# [Directions]
Within the records below, reproduce without change the lines from the line that has "if size == 0" through the line that has "let byte = input[0];", and only those.

==== Records shown

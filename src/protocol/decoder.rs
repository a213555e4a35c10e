//! Incremental frame decoder
//!
//! `MessageDecoder` is a finite-state machine that rebuilds `Message`s from
//! an arbitrarily fragmented byte stream. It never blocks and holds at most
//! one in-flight frame: the current stage, half of a 16-bit field and the
//! partially filled payload of a PUB.
//!
//! Malformed frames (unknown type byte, or a declared size too small for
//! the header) are reported as `Err` items. The decoder then skips the rest
//! of the offending frame, `size - 1` bytes after the type byte, and resumes
//! at the next length prefix. SUB/UNSUB frames declaring more than the
//! 3-byte header have their trailing bytes skipped the same way, so every
//! frame consumes exactly `2 + size` bytes.

use bytes::{Bytes, BytesMut};

use crate::protocol::codec::HEADER_LEN;
use crate::protocol::message::{Message, MessageType, Topic};
use crate::utils::error::ProtocolError;

#[derive(Debug, Clone, Copy, PartialEq, Eq)]
enum Stage {
    AwaitLength,
    AwaitType,
    AwaitTopic(MessageType),
    AwaitPayload,
    Skip(usize),
}

/// Big-endian `u16` assembled one byte at a time.
#[derive(Debug, Default)]
struct PartialU16 {
    high: Option<u8>,
}

impl PartialU16 {
    fn push(&mut self, byte: u8) -> Option<u16> {
        match self.high.take() {
            None => {
                self.high = Some(byte);
                None
            }
            Some(high) => Some(u16::from_be_bytes([high, byte])),
        }
    }
}

pub type DecodeResult = Result<Message, ProtocolError>;

#[derive(Debug)]
pub struct MessageDecoder {
    stage: Stage,
    word: PartialU16,
    size: u16,
    topic: Topic,
    payload: BytesMut,
    payload_len: usize,
}

impl Default for MessageDecoder {
    fn default() -> Self {
        Self::new()
    }
}

impl MessageDecoder {
    pub fn new() -> Self {
        Self {
            stage: Stage::AwaitLength,
            word: PartialU16::default(),
            size: 0,
            topic: 0,
            payload: BytesMut::new(),
            payload_len: 0,
        }
    }

    /// Feed a single byte, returning whatever it completes.
    pub fn feed(&mut self, byte: u8) -> Option<DecodeResult> {
        let (_, out) = self.step(&[byte]);
        out
    }

    /// Lazily decode `input`.
    ///
    /// Bytes are consumed only as the returned iterator is advanced; drive
    /// it to completion to hand the whole buffer to the decoder.
    pub fn decode<'a>(&'a mut self, input: &'a [u8]) -> Decode<'a> {
        Decode {
            decoder: self,
            input,
        }
    }

    /// True when the decoder sits on a frame boundary.
    pub fn is_idle(&self) -> bool {
        self.stage == Stage::AwaitLength && self.word.high.is_none()
    }

    /// Advance by at least one byte of a non-empty `input`.
    ///
    /// Returns how many bytes were consumed and the message (or error) they
    /// completed, if any. Payload and skipped bytes are taken in bulk.
    fn step(&mut self, input: &[u8]) -> (usize, Option<DecodeResult>) {
        debug_assert!(!input.is_empty());

        match self.stage {
            Stage::AwaitLength => {
                let Some(size) = self.word.push(input[0]) else {
                    return (1, None);
                };
                if size == 0 {
                    return (1, Some(Ok(Message::Ping)));
                }
                self.size = size;
                self.stage = Stage::AwaitType;
                (1, None)
            }
            Stage::AwaitType => {
                let byte = input[0];
                let remainder = usize::from(self.size) - 1;
                match MessageType::from_byte(byte) {
                    None => {
                        self.skip(remainder);
                        (1, Some(Err(ProtocolError::UnknownType(byte))))
                    }
                    Some(kind) if usize::from(self.size) < HEADER_LEN => {
                        self.skip(remainder);
                        let err = ProtocolError::FrameTooShort {
                            kind,
                            size: self.size,
                        };
                        (1, Some(Err(err)))
                    }
                    Some(kind) => {
                        self.stage = Stage::AwaitTopic(kind);
                        (1, None)
                    }
                }
            }
            Stage::AwaitTopic(kind) => {
                let Some(topic) = self.word.push(input[0]) else {
                    return (1, None);
                };
                let body = usize::from(self.size) - HEADER_LEN;
                let message = match kind {
                    MessageType::Sub => {
                        self.skip(body);
                        Message::Sub { topic }
                    }
                    MessageType::Unsub => {
                        self.skip(body);
                        Message::Unsub { topic }
                    }
                    MessageType::Pub if body == 0 => {
                        self.stage = Stage::AwaitLength;
                        Message::Pub {
                            topic,
                            payload: Bytes::new(),
                        }
                    }
                    MessageType::Pub => {
                        self.topic = topic;
                        self.payload = BytesMut::with_capacity(body);
                        self.payload_len = body;
                        self.stage = Stage::AwaitPayload;
                        return (1, None);
                    }
                };
                (1, Some(Ok(message)))
            }
            Stage::AwaitPayload => {
                let wanted = self.payload_len - self.payload.len();
                let n = wanted.min(input.len());
                self.payload.extend_from_slice(&input[..n]);
                if self.payload.len() < self.payload_len {
                    return (n, None);
                }
                self.stage = Stage::AwaitLength;
                let payload = std::mem::take(&mut self.payload).freeze();
                let message = Message::Pub {
                    topic: self.topic,
                    payload,
                };
                (n, Some(Ok(message)))
            }
            Stage::Skip(remaining) => {
                let n = remaining.min(input.len());
                self.skip(remaining - n);
                (n, None)
            }
        }
    }

    fn skip(&mut self, n: usize) {
        self.stage = if n == 0 {
            Stage::AwaitLength
        } else {
            Stage::Skip(n)
        };
    }
}

/// Iterator returned by [`MessageDecoder::decode`].
pub struct Decode<'a> {
    decoder: &'a mut MessageDecoder,
    input: &'a [u8],
}

impl Decode<'_> {
    /// Bytes not yet handed to the decoder.
    pub fn remaining(&self) -> usize {
        self.input.len()
    }
}

impl Iterator for Decode<'_> {
    type Item = DecodeResult;

    fn next(&mut self) -> Option<Self::Item> {
        while !self.input.is_empty() {
            let (used, out) = self.decoder.step(self.input);
            self.input = &self.input[used..];
            if out.is_some() {
                return out;
            }
        }
        None
    }
}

========

# [Reply]
                if size == 0 {
                    return (1, Some(Ok(Message::Ping)));
                }
                self.size = size;
                self.stage = Stage::AwaitType;
                (1, None)
            }
            Stage::AwaitType => {
                let byte = input[0];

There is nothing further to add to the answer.